| name | csb |
| description | Generate streaming, Excel-friendly CSV downloads in Rails with the csb gem. Use when implementing a CSV export/download, writing a `.csv.csb` template, building CSV via Csb::Builder, or testing column definitions. Not for parsing CSV. |
csb
A simple, streaming CSV template engine for Ruby on Rails (the name is short for CSV builder). Use it to generate Excel-friendly, memory-safe CSV downloads with column definitions that are easy to read and unit-test.
When to use csb
Reach for csb when building a CSV download/export in Rails. It replaces the naive hand-written CSV.generate in a view, which has recurring problems csb solves:
| Problem with hand-written CSV | csb solution |
|---|
| Garbled in Excel (UTF-8 without BOM) | Optional UTF-8 BOM output |
| Memory / timeout on large datasets | Row-by-row streaming download |
| Headers and values defined far apart | Each column's header + value on one line |
| Export logic buried in a view, hard to test | Extract column defs to a model and unit-test |
Out of scope: parsing CSV (use the csv stdlib directly).
Approach 1: Template handler (the common case)

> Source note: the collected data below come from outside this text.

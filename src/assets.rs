/// Static asset loading
///
/// Job images and icons are plain files under an `assets/` directory next
/// to the working directory. Loading is asynchronous (spawned as tasks at
/// startup) and infallible from the UI's point of view: any missing or
/// undecodable file yields a generated gray placeholder, never an error.

use crate::error::Error;
use crate::state::data::Manifest;
use iced::widget::image::Handle;
use std::path::{Path, PathBuf};
use std::sync::OnceLock;
use walkdir::WalkDir;

/// Image file extensions the asset scan recognizes.
const IMAGE_EXTENSIONS: [&str; 6] = ["png", "jpg", "jpeg", "webp", "gif", "bmp"];

/// Placeholder panel dimensions (square, like the thumbnail slots).
const PLACEHOLDER_SIZE: u32 = 256;

/// Root directory for manifest-relative asset paths.
pub fn assets_root() -> PathBuf {
    PathBuf::from("assets")
}

/// Resolve a manifest-relative path against the assets root.
pub fn resolve(relative: &str) -> PathBuf {
    assets_root().join(relative)
}

/// Whether a path looks like an image file, by extension.
pub fn is_image_file(path: &Path) -> bool {
    path.extension()
        .map(|ext| {
            let ext = ext.to_string_lossy().to_lowercase();
            IMAGE_EXTENSIONS.contains(&ext.as_str())
        })
        .unwrap_or(false)
}

/// Load an image file into a pixel handle, or the placeholder if the file
/// is missing or will not decode. Runs on the background runtime via
/// `Task::perform`.
pub async fn load_or_placeholder(path: PathBuf) -> Handle {
    match load_image(path).await {
        Ok(handle) => handle,
        Err(e) => {
            eprintln!("⚠️  {e}");
            placeholder()
        }
    }
}

async fn load_image(path: PathBuf) -> Result<Handle, Error> {
    let bytes = tokio::fs::read(&path).await?;
    let decoded = image::load_from_memory(&bytes)
        .map_err(|source| Error::ImageDecode {
            path: path.clone(),
            source,
        })?
        .to_rgba8();

    let (width, height) = decoded.dimensions();
    Ok(Handle::from_rgba(width, height, decoded.into_raw()))
}

/// The shared placeholder handle: a dark gray panel with a lighter border,
/// generated once.
pub fn placeholder() -> Handle {
    static PLACEHOLDER: OnceLock<Handle> = OnceLock::new();
    PLACEHOLDER
        .get_or_init(|| {
            let size = PLACEHOLDER_SIZE;
            let mut pixels = image::RgbaImage::new(size, size);
            for (x, y, pixel) in pixels.enumerate_pixels_mut() {
                let edge = x < 4 || y < 4 || x >= size - 4 || y >= size - 4;
                *pixel = if edge {
                    image::Rgba([90, 90, 94, 255])
                } else {
                    image::Rgba([52, 52, 56, 255])
                };
            }
            Handle::from_rgba(size, size, pixels.into_raw())
        })
        .clone()
}

/// Count the image files present under the assets root.
pub fn scan(root: &Path) -> usize {
    WalkDir::new(root)
        .follow_links(true)
        .into_iter()
        .filter_map(|e| e.ok())
        .filter(|e| e.path().is_file() && is_image_file(e.path()))
        .count()
}

/// Check every image reference in the manifest against the filesystem and
/// report how many are unresolved. Missing files still render (as
/// placeholders); the count is only logged so packaging mistakes surface
/// in the console.
pub fn verify_manifest(manifest: &Manifest, root: &Path) -> usize {
    let mut missing = 0;
    for job in &manifest.jobs {
        let refs = job
            .images
            .iter()
            .chain(job.icon.as_ref());
        for reference in refs {
            if !root.join(reference).exists() {
                missing += 1;
            }
        }
    }
    if missing > 0 {
        eprintln!("⚠️  {missing} manifest image(s) missing under {}", root.display());
    }
    missing
}

#[cfg(test)]
mod tests {
    use super::*;
    use tempfile::tempdir;

    #[test]
    fn test_extension_filter() {
        assert!(is_image_file(Path::new("a/b.png")));
        assert!(is_image_file(Path::new("photo.JPEG")));
        assert!(!is_image_file(Path::new("notes.txt")));
        assert!(!is_image_file(Path::new("no_extension")));
    }

    #[test]
    fn test_resolve_joins_under_assets_root() {
        let path = resolve("pltr/deploy.png");
        assert!(path.starts_with(assets_root()));
        assert!(path.ends_with("pltr/deploy.png"));
    }

    #[test]
    fn test_scan_counts_only_images() {
        let dir = tempdir().expect("failed to create temp dir");
        std::fs::create_dir(dir.path().join("sub")).unwrap();
        std::fs::write(dir.path().join("a.png"), b"x").unwrap();
        std::fs::write(dir.path().join("sub/b.jpg"), b"x").unwrap();
        std::fs::write(dir.path().join("readme.md"), b"x").unwrap();

        assert_eq!(scan(dir.path()), 2);
    }

    #[test]
    fn test_verify_manifest_counts_missing_refs() {
        use crate::state::data::load_manifest;

        let dir = tempdir().expect("failed to create temp dir");
        let manifest = load_manifest().unwrap();
        let total_refs: usize = manifest
            .jobs
            .iter()
            .map(|j| j.images.len() + usize::from(j.icon.is_some()))
            .sum();

        // Empty root: everything is missing
        assert_eq!(verify_manifest(&manifest, dir.path()), total_refs);

        // Materialize one reference and the count drops by one
        let first = manifest.jobs[0].images[0].clone();
        let path = dir.path().join(&first);
        std::fs::create_dir_all(path.parent().unwrap()).unwrap();
        std::fs::write(&path, b"x").unwrap();
        assert_eq!(verify_manifest(&manifest, dir.path()), total_refs - 1);
    }

    #[test]
    fn test_placeholder_is_shared() {
        // Two calls hand back the same cached handle
        assert_eq!(placeholder(), placeholder());
    }
}
/// Application state modules
///
/// - `data`: the static job entries shown on the page
/// - `theme`: the persisted dark/light flag and named color theme
/// - `viewer`: the image selection / expansion / fullscreen state machine

pub mod data;
pub mod theme;
pub mod viewer;
/// One work-history section: icon, title/date/description, and the
/// thumbnail strip. Desktop lays everything out in a single row with the
/// thumbnails on the right; below the mobile breakpoint the section stacks
/// vertically and the thumbnails span the row.
///
/// When this job holds the expanded selection, the inline large view is
/// appended under the section.

use crate::state::data::JobEntry;
use crate::state::theme::ThemePreference;
use crate::state::viewer::ViewerState;
use crate::ui::viewer;
use crate::{image_or_placeholder, ImageCache, ImageKey, Message};
use iced::widget::{column, container, image, mouse_area, row, text, Space};
use iced::{Alignment, Border, ContentFit, Element, Length};

const ICON_SIZE_DESKTOP: f32 = 80.0;
const ICON_SIZE_MOBILE: f32 = 56.0;
const THUMB_SIZE_DESKTOP: f32 = 80.0;
const THUMB_SIZE_MOBILE: f32 = 64.0;

pub fn view<'a>(
    job: &'a JobEntry,
    state: &ViewerState,
    images: &ImageCache,
    prefs: ThemePreference,
    mobile: bool,
) -> Element<'a, Message> {
    let selected_image = state
        .selection()
        .filter(|s| s.job == job.index)
        .map(|s| s.image);

    let icon_size = if mobile { ICON_SIZE_MOBILE } else { ICON_SIZE_DESKTOP };
    let icon = icon_view(job, images, prefs, icon_size);

    let title = text(&job.title).size(if mobile { 18 } else { 26 });
    let date = text(&job.date).size(14).color(prefs.muted_text());
    let description = text(&job.description)
        .size(if mobile { 13 } else { 15 })
        .color(prefs.muted_text());

    let thumbs = thumbnail_strip(job, selected_image, images, prefs, mobile);

    let section: Element<Message> = if mobile {
        column![
            row![icon, column![title, date].spacing(2)]
                .spacing(14)
                .align_y(Alignment::Center),
            description,
            thumbs,
        ]
        .spacing(12)
        .into()
    } else {
        row![
            icon,
            column![title, date, description].spacing(4).max_width(440),
            Space::with_width(Length::Fill),
            thumbs,
        ]
        .spacing(20)
        .align_y(Alignment::Center)
        .into()
    };

    // Inline expanded view shows under its own job section only
    match (*state, selected_image) {
        (ViewerState::Expanded(_), Some(image_index)) => column![
            section,
            viewer::expanded(job, image_index, images, prefs)
        ]
        .spacing(16)
        .into(),
        _ => section,
    }
}

/// The round company icon, or an accent-tinted disc while it loads.
fn icon_view(
    job: &JobEntry,
    images: &ImageCache,
    prefs: ThemePreference,
    size: f32,
) -> Element<'static, Message> {
    let accent = prefs.color.accent();
    let content: Element<Message> = match images.get(&ImageKey::icon(job.index)) {
        Some(handle) => image(handle.clone())
            .width(size)
            .height(size)
            .content_fit(ContentFit::Contain)
            .into(),
        None => Space::new(size, size).into(),
    };

    container(content)
        .width(size)
        .height(size)
        .clip(true)
        .style(move |_| container::Style {
            background: Some(crate::color::with_alpha(accent, 0.15).into()),
            border: Border {
                color: accent,
                width: 3.0,
                radius: (size / 2.0).into(),
            },
            ..Default::default()
        })
        .into()
}

/// The clickable thumbnail strip.
fn thumbnail_strip(
    job: &JobEntry,
    selected_image: Option<usize>,
    images: &ImageCache,
    prefs: ThemePreference,
    mobile: bool,
) -> Element<'static, Message> {
    let size = if mobile { THUMB_SIZE_MOBILE } else { THUMB_SIZE_DESKTOP };
    let mut strip = row![].spacing(12);

    for i in 0..job.display_images().len() {
        let handle = image_or_placeholder(images, ImageKey::photo(job.index, i));
        let selected = selected_image == Some(i);
        let accent = prefs.color.accent();

        let thumb = container(
            image(handle)
                .width(size)
                .height(size)
                .content_fit(ContentFit::Cover),
        )
        .width(size)
        .height(size)
        .clip(true)
        .style(move |_| container::Style {
            border: Border {
                color: if selected {
                    accent
                } else {
                    crate::color::with_alpha(accent, 0.35)
                },
                width: 2.0,
                radius: 4.0.into(),
            },
            ..Default::default()
        });

        strip = strip.push(
            mouse_area(thumb).on_press(Message::ThumbnailClicked {
                job: job.index,
                image: i,
            }),
        );
    }

    strip.into()
}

Controller — just assign the records (an ActiveRecord::Relation is fine, no .to_a needed):
def index
@reports = Report.preload(:categories)
end
View — app/views/reports/index.csv.csb (note the .csv.csb extension):
csv.items = @reports
csv.cols.add('Update date') { |r| l(r.updated_at.to_date) }
csv.cols.add('Categories') { |r| r.categories.pluck(:name).join(' ') }
csv.cols.add('Content', :content)
csv.cols.add('Static', 'dummy')
csv.cols.add('Empty')
csv.cols.add('Dup', :col1)
csv.cols.add('Dup', :col2)
A link like link_to 'Download CSV', reports_path(format: :csv) triggers the streaming download automatically.
Large datasets
Pass an Enumerator so streaming starts immediately instead of loading every record first:
csv.items = @reports.find_each
csv.items = @reports.find_each.lazy.map(&:decorate)
Per-view overrides
csv.filename = "reports_#{Time.current.to_i}.csv"
csv.streaming = false
csv.csv_options = { col_sep: "\t" }
Approach 2: Direct generation (outside a request)
For background jobs or anywhere outside a controller, use Csb::Builder:
csv = Csb::Builder.new(items: items)
csv.cols.add('Update date') { |r| l(r.updated_at.to_date) }
csv.cols.add('Categories') { |r| r.categories.pluck(:name).join(' ') }
csv.cols.add('Content', :content)
csv.build
Testing column definitions
Extract the column definitions into a model method so they can be unit-tested apart from the view:
csv.items = @articles
csv.cols = Article.csb_cols
def self.csb_cols
Csb::Cols.new do |cols|
cols.add('Update date') { |r| I18n.l(r.updated_at.to_date) }
cols.add('Categories') { |r| r.categories.pluck(:name).join(' ') }
cols.add('Title', :title)
end
end
require 'csb/testing'
expect(Article.csb_cols.col_pairs(article)).to eq [
['Update date', '2020-01-01'],
['Categories', 'test rspec'],
['Title', 'Testing'],
]
expect(Article.csb_cols.as_table(articles)).to eq [
['Update date', 'Categories', 'Title'],
['2020-01-01', 'test rspec', 'Testing'],
['2020-02-01', 'rails gem', 'Rails 6.2'],
]
Configuration
config/initializers/csb.rb:
Csb.configure do |config|
config.utf8_bom = true
config.streaming = false
config.csv_options = { col_sep: "\t" }
config.after_streaming_error = ->(error) do
Rails.logger.error(error)
Bugsnag.notify(error)
end
config.ignore_class_names = %w[Puma::ConnectionError]
end
Pitfalls
- The view must use the
.csv.csb extension.
- Trigger the download with
format: :csv (e.g. link_to 'Download', reports_path(format: :csv)).
- The
cols.add value rules: block → receives the record; Symbol → calls that method; String → literal; omitted → empty cell.
- Streaming errors are swallowed unless you set
config.after_streaming_error — set it if you rely on error reporting.
- For big tables, pass
find_each (an Enumerator), not a fully-loaded array, to keep streaming memory-safe.